[Collected data]
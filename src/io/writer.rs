//! PDF writing and saving operations.
//!
//! This module provides safe and efficient PDF writing with:
//! - Atomic writes (write to temp file, then rename)
//! - Compression support
//! - Write statistics
//!
//! # Examples
//!
//! ```no_run
//! use pdftool::io::writer::PdfWriter;
//! use lopdf::Document;
//! use std::path::Path;
//!
//! # async fn example(doc: Document) -> Result<(), Box<dyn std::error::Error>> {
//! let writer = PdfWriter::new();
//! writer.save(&doc, Path::new("output.pdf")).await?;
//! # Ok(())
//! # }
//! ```

use lopdf::Document;
use std::io::Write;
use std::path::{Path, PathBuf};
use std::time::{Duration, Instant};
use tokio::task;

use crate::error::{PdfToolError, Result};

/// Options for writing PDF files.
#[derive(Debug, Clone)]
pub struct WriteOptions {
    /// Use atomic writes (write to temp file, then rename).
    pub atomic: bool,

    /// Compress the PDF before writing.
    pub compress: bool,

    /// Buffer size for writing (in bytes).
    pub buffer_size: usize,
}

impl Default for WriteOptions {
    fn default() -> Self {
        Self {
            atomic: true,
            compress: true,
            buffer_size: 8192,
        }
    }
}

/// Statistics about a write operation.
#[derive(Debug, Clone)]
pub struct WriteStatistics {
    /// Time taken to write the file.
    pub write_time: Duration,

    /// Size of the written file in bytes.
    pub file_size: u64,

    /// Path where the file was written.
    pub output_path: PathBuf,

    /// Whether compression was applied.
    pub compressed: bool,
}

impl WriteStatistics {
    /// Format file size as human-readable string.
    pub fn format_file_size(&self) -> String {
        format_file_size(self.file_size)
    }
}

/// PDF writer with configurable behavior.
pub struct PdfWriter {
    options: WriteOptions,
}

impl PdfWriter {
    /// Create a new PDF writer with default options.
    pub fn new() -> Self {
        Self {
            options: WriteOptions::default(),
        }
    }

    /// Create a writer with custom options.
    pub fn with_options(options: WriteOptions) -> Self {
        Self { options }
    }

    /// Create a writer without atomic writes (faster but less safe).
    pub fn non_atomic() -> Self {
        Self {
            options: WriteOptions {
                atomic: false,
                ..Default::default()
            },
        }
    }

    /// Create a writer without compression (faster but larger files).
    pub fn without_compression() -> Self {
        Self {
            options: WriteOptions {
                compress: false,
                ..Default::default()
            },
        }
    }

    /// Save a PDF document to a file.
    ///
    /// # Errors
    ///
    /// Returns an error if:
    /// - Output directory doesn't exist
    /// - Insufficient permissions
    /// - Write operation fails
    pub async fn save(&self, doc: &Document, path: &Path) -> Result<()> {
        let _stats = self.save_with_stats(doc, path).await?;
        Ok(())
    }

    /// Save a PDF and return statistics about the operation.
    ///
    /// With atomic writes (the default), the document is first written to
    /// a temporary sibling file and renamed into place, so the destination
    /// only ever appears on full success.
    ///
    /// # Errors
    ///
    /// Returns an error if the file cannot be created or written.
    pub async fn save_with_stats(&self, doc: &Document, path: &Path) -> Result<WriteStatistics> {
        let path_buf = path.to_path_buf();
        let options = self.options.clone();

        // Clone the document for processing in a blocking task
        let mut doc_clone = doc.clone();

        let stats = task::spawn_blocking(move || {
            let start = Instant::now();

            if options.compress {
                doc_clone.compress();
            }

            // Renumbering keeps object ids contiguous after merges
            doc_clone.renumber_objects();

            let write_path = if options.atomic {
                path_buf.with_extension("tmp")
            } else {
                path_buf.clone()
            };

            let file = std::fs::File::create(&write_path).map_err(|e| {
                PdfToolError::FailedToCreateOutput {
                    path: write_path.clone(),
                    source: e,
                }
            })?;

            let mut writer = std::io::BufWriter::with_capacity(options.buffer_size, file);

            doc_clone
                .save_to(&mut writer)
                .map_err(|e| PdfToolError::FailedToWrite {
                    path: write_path.clone(),
                    source: std::io::Error::other(e),
                })?;

            writer.flush().map_err(|e| PdfToolError::FailedToWrite {
                path: write_path.clone(),
                source: e,
            })?;

            if options.atomic {
                std::fs::rename(&write_path, &path_buf).map_err(|e| {
                    PdfToolError::FailedToWrite {
                        path: path_buf.clone(),
                        source: e,
                    }
                })?;
            }

            let write_time = start.elapsed();
            let file_size = std::fs::metadata(&path_buf).map(|m| m.len()).unwrap_or(0);

            Ok::<_, PdfToolError>(WriteStatistics {
                write_time,
                file_size,
                output_path: path_buf,
                compressed: options.compress,
            })
        })
        .await
        .map_err(|e| PdfToolError::other(format!("Write task failed: {e}")))??;

        Ok(stats)
    }
}

impl Default for PdfWriter {
    fn default() -> Self {
        Self::new()
    }
}

/// Format file size as human-readable string.
fn format_file_size(size: u64) -> String {
    const KB: u64 = 1024;
    const MB: u64 = KB * 1024;
    const GB: u64 = MB * 1024;

    if size >= GB {
        format!("{:.2} GB", size as f64 / GB as f64)
    } else if size >= MB {
        format!("{:.2} MB", size as f64 / MB as f64)
    } else if size >= KB {
        format!("{:.2} KB", size as f64 / KB as f64)
    } else {
        format!("{size} bytes")
    }
}

#[cfg(test)]
mod tests {
    use super::*;
    use lopdf::dictionary;
    use tempfile::TempDir;

    fn create_test_document() -> Document {
        let mut doc = Document::with_version("1.4");

        let catalog_id = doc.new_object_id();
        let pages_id = doc.new_object_id();
        let page_id = doc.new_object_id();

        let catalog = lopdf::dictionary! {
            "Type" => "Catalog",
            "Pages" => pages_id,
        };

        let pages = lopdf::dictionary! {
            "Type" => "Pages",
            "Kids" => vec![page_id.into()],
            "Count" => 1,
        };

        let page = lopdf::dictionary! {
            "Type" => "Page",
            "Parent" => pages_id,
            "MediaBox" => vec![0.into(), 0.into(), 612.into(), 792.into()],
        };

        doc.objects.insert(catalog_id, catalog.into());
        doc.objects.insert(pages_id, pages.into());
        doc.objects.insert(page_id, page.into());

        doc.trailer.set("Root", catalog_id);

        doc
    }

    #[tokio::test]
    async fn test_save_pdf() {
        let temp_dir = TempDir::new().unwrap();
        let output_path = temp_dir.path().join("output.pdf");

        let doc = create_test_document();
        let writer = PdfWriter::new();

        let result = writer.save(&doc, &output_path).await;
        assert!(result.is_ok());
        assert!(output_path.exists());
    }

    #[tokio::test]
    async fn test_save_with_stats() {
        let temp_dir = TempDir::new().unwrap();
        let output_path = temp_dir.path().join("output.pdf");

        let doc = create_test_document();
        let writer = PdfWriter::new();

        let stats = writer.save_with_stats(&doc, &output_path).await.unwrap();

        assert!(stats.file_size > 0);
        assert_eq!(stats.output_path, output_path);
        assert!(stats.compressed);
    }

    #[tokio::test]
    async fn test_atomic_write_leaves_no_temp_file() {
        let temp_dir = TempDir::new().unwrap();
        let output_path = temp_dir.path().join("output.pdf");

        let doc = create_test_document();
        let writer = PdfWriter::new();
        writer.save(&doc, &output_path).await.unwrap();

        assert!(output_path.exists());
        assert!(!output_path.with_extension("tmp").exists());
    }

    #[tokio::test]
    async fn test_non_atomic_write() {
        let temp_dir = TempDir::new().unwrap();
        let output_path = temp_dir.path().join("output.pdf");

        let doc = create_test_document();
        let writer = PdfWriter::non_atomic();

        let result = writer.save(&doc, &output_path).await;
        assert!(result.is_ok());
        assert!(output_path.exists());
    }

    #[tokio::test]
    async fn test_without_compression() {
        let temp_dir = TempDir::new().unwrap();
        let output_path = temp_dir.path().join("output.pdf");

        let doc = create_test_document();
        let writer = PdfWriter::without_compression();

        let stats = writer.save_with_stats(&doc, &output_path).await.unwrap();
        assert!(!stats.compressed);
    }

    #[tokio::test]
    async fn test_save_to_nonexistent_directory() {
        let doc = create_test_document();
        let writer = PdfWriter::new();

        let result = writer
            .save(&doc, Path::new("/nonexistent/directory/output.pdf"))
            .await;
        assert!(result.is_err());
    }

    #[tokio::test]
    async fn test_custom_options() {
        let temp_dir = TempDir::new().unwrap();
        let output_path = temp_dir.path().join("output.pdf");

        let options = WriteOptions {
            atomic: false,
            compress: false,
            buffer_size: 4096,
        };

        let doc = create_test_document();
        let writer = PdfWriter::with_options(options);

        let stats = writer.save_with_stats(&doc, &output_path).await.unwrap();
        assert!(!stats.compressed);
    }

    #[test]
    fn test_format_file_size() {
        assert_eq!(format_file_size(100), "100 bytes");
        assert_eq!(format_file_size(1024), "1.00 KB");
        assert_eq!(format_file_size(1024 * 1024), "1.00 MB");
        assert_eq!(format_file_size(1536 * 1024), "1.50 MB");
    }
}
use serde::{Deserialize, Serialize};
use utoipa::ToSchema;

#[derive(Debug, Clone, Serialize, Deserialize, ToSchema)]
pub struct Product {
    pub id: u64,
    pub title: String,
    pub description: String,
    pub code: String,
    pub price: f64,
    pub stock: u32,
    pub status: String,
    pub category: String,
    pub thumbnail: String,
    #[serde(default)]
    pub thumbnails: Vec<String>,
}

#[derive(Debug, Clone, Serialize, Deserialize, ToSchema)]
pub struct Cart {
    pub id: String,
    pub products: Vec<LineItem>,
}

#[derive(Debug, Clone, Serialize, Deserialize, ToSchema)]
#[serde(rename_all = "camelCase")]
pub struct LineItem {
    pub product_id: u64,
    pub quantity: u32,
}
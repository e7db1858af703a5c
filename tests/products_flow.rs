use axum_file_commerce::{
    dto::products::{CreateProductRequest, UpdateProductRequest},
    error::AppError,
    events::ChangeNotifier,
    services::product_service::ProductRepository,
    store::JsonStore,
};
use tempfile::TempDir;

async fn setup(dir: &TempDir) -> anyhow::Result<ProductRepository> {
    let store = JsonStore::open(dir.path().join("products.json")).await?;
    Ok(ProductRepository::new(store, ChangeNotifier::new()))
}

fn new_product(code: &str) -> CreateProductRequest {
    CreateProductRequest {
        title: "T".to_string(),
        description: "A test product".to_string(),
        code: code.to_string(),
        price: 10.0,
        stock: 5,
        status: "available".to_string(),
        category: "misc".to_string(),
        thumbnail: "t.png".to_string(),
        thumbnails: vec!["t1.png".to_string(), "t2.png".to_string()],
    }
}

#[tokio::test]
async fn ids_are_unique_and_strictly_increasing() -> anyhow::Result<()> {
    let dir = TempDir::new()?;
    let repo = setup(&dir).await?;

    let mut last = 0;
    for code in ["C1", "C2", "C3", "C4"] {
        let product = repo.add(new_product(code)).await?;
        assert!(product.id > last);
        last = product.id;
    }

    // Id assignment is max + 1, so a deleted tail id gets reused but never an
    // id still present in the collection.
    repo.delete(4).await?;
    let product = repo.add(new_product("C5")).await?;
    assert_eq!(product.id, 4);
    Ok(())
}

#[tokio::test]
async fn get_by_code_finds_the_added_product() -> anyhow::Result<()> {
    let dir = TempDir::new()?;
    let repo = setup(&dir).await?;

    repo.add(new_product("C1")).await?;
    let found = repo.get_by_code("C1").await?.expect("product by code");
    assert_eq!(found.id, 1);
    assert_eq!(found.stock, 5);
    assert!(repo.get_by_code("missing").await?.is_none());
    Ok(())
}

#[tokio::test]
async fn duplicate_code_is_rejected_and_collection_unchanged() -> anyhow::Result<()> {
    let dir = TempDir::new()?;
    let repo = setup(&dir).await?;

    repo.add(new_product("C1")).await?;
    let mut dup = new_product("C1");
    dup.title = "Other".to_string();
    let err = repo.add(dup).await.unwrap_err();
    assert!(matches!(err, AppError::DuplicateCode(code) if code == "C1"));

    let products = repo.list().await?;
    assert_eq!(products.len(), 1);
    assert_eq!(products[0].title, "T");
    Ok(())
}

#[tokio::test]
async fn missing_required_fields_are_rejected() -> anyhow::Result<()> {
    let dir = TempDir::new()?;
    let repo = setup(&dir).await?;

    let mut bad = new_product("C1");
    bad.title = "  ".to_string();
    assert!(matches!(
        repo.add(bad).await.unwrap_err(),
        AppError::Validation(_)
    ));

    let mut bad = new_product("C1");
    bad.price = -1.0;
    assert!(matches!(
        repo.add(bad).await.unwrap_err(),
        AppError::Validation(_)
    ));

    assert!(repo.list().await?.is_empty());
    Ok(())
}

#[tokio::test]
async fn update_merges_partial_fields() -> anyhow::Result<()> {
    let dir = TempDir::new()?;
    let repo = setup(&dir).await?;

    let product = repo.add(new_product("C1")).await?;
    let updated = repo
        .update(
            product.id,
            UpdateProductRequest {
                price: Some(12.5),
                status: Some("sold out".to_string()),
                ..Default::default()
            },
        )
        .await?;

    assert_eq!(updated.price, 12.5);
    assert_eq!(updated.status, "sold out");
    // Untouched fields keep their stored values.
    assert_eq!(updated.title, "T");
    assert_eq!(updated.code, "C1");
    assert_eq!(updated.stock, 5);

    let err = repo
        .update(99, UpdateProductRequest::default())
        .await
        .unwrap_err();
    assert!(matches!(err, AppError::NotFound("product")));
    Ok(())
}

#[tokio::test]
async fn delete_is_a_noop_for_absent_ids() -> anyhow::Result<()> {
    let dir = TempDir::new()?;
    let repo = setup(&dir).await?;

    repo.add(new_product("C1")).await?;
    repo.delete(99).await?;
    assert_eq!(repo.list().await?.len(), 1);

    repo.delete(1).await?;
    assert!(repo.list().await?.is_empty());
    assert!(repo.get_by_id(1).await?.is_none());
    Ok(())
}

#[tokio::test]
async fn adjust_stock_validates_bounds() -> anyhow::Result<()> {
    let dir = TempDir::new()?;
    let repo = setup(&dir).await?;

    let product = repo.add(new_product("C1")).await?;
    let updated = repo.adjust_stock(product.id, 42).await?;
    assert_eq!(updated.stock, 42);

    assert!(matches!(
        repo.adjust_stock(product.id, -1).await.unwrap_err(),
        AppError::Validation(_)
    ));
    assert!(matches!(
        repo.adjust_stock(99, 1).await.unwrap_err(),
        AppError::NotFound("product")
    ));

    // The failed adjustments left the stored value alone.
    assert_eq!(repo.get_by_id(product.id).await?.expect("product").stock, 42);
    Ok(())
}

#[tokio::test]
async fn adjust_stock_rejects_values_beyond_u32() -> anyhow::Result<()> {
    let dir = TempDir::new()?;
    let repo = setup(&dir).await?;

    let product = repo.add(new_product("C1")).await?;
    // u32::MAX + 1 must be rejected outright, never wrapped down to 0.
    let err = repo.adjust_stock(product.id, 4_294_967_296).await.unwrap_err();
    assert!(matches!(err, AppError::Validation(_)));
    assert_eq!(repo.get_by_id(product.id).await?.expect("product").stock, 5);

    let updated = repo.adjust_stock(product.id, u32::MAX as i64).await?;
    assert_eq!(updated.stock, u32::MAX);
    Ok(())
}

#[tokio::test]
async fn create_product_responds_created() -> anyhow::Result<()> {
    use axum::{Json, extract::State, http::StatusCode};
    use axum_file_commerce::{config::AppConfig, routes::products::create_product, state::AppState};

    let dir = TempDir::new()?;
    let config = AppConfig {
        host: "127.0.0.1".to_string(),
        port: 0,
        data_dir: dir.path().to_path_buf(),
    };
    let state = AppState::initialize(&config).await?;

    let (status, response) = create_product(State(state), Json(new_product("C1"))).await?;
    assert_eq!(status, StatusCode::CREATED);
    let product = response.0.data.expect("created product");
    assert_eq!(product.id, 1);
    Ok(())
}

> Exercise prompt
Where does the string "CreateProductRequest" appear in the records? Copy every line that holds it.

> Task answer
    dto::products::{CreateProductRequest, UpdateProductRequest},
fn new_product(code: &str) -> CreateProductRequest {
    CreateProductRequest {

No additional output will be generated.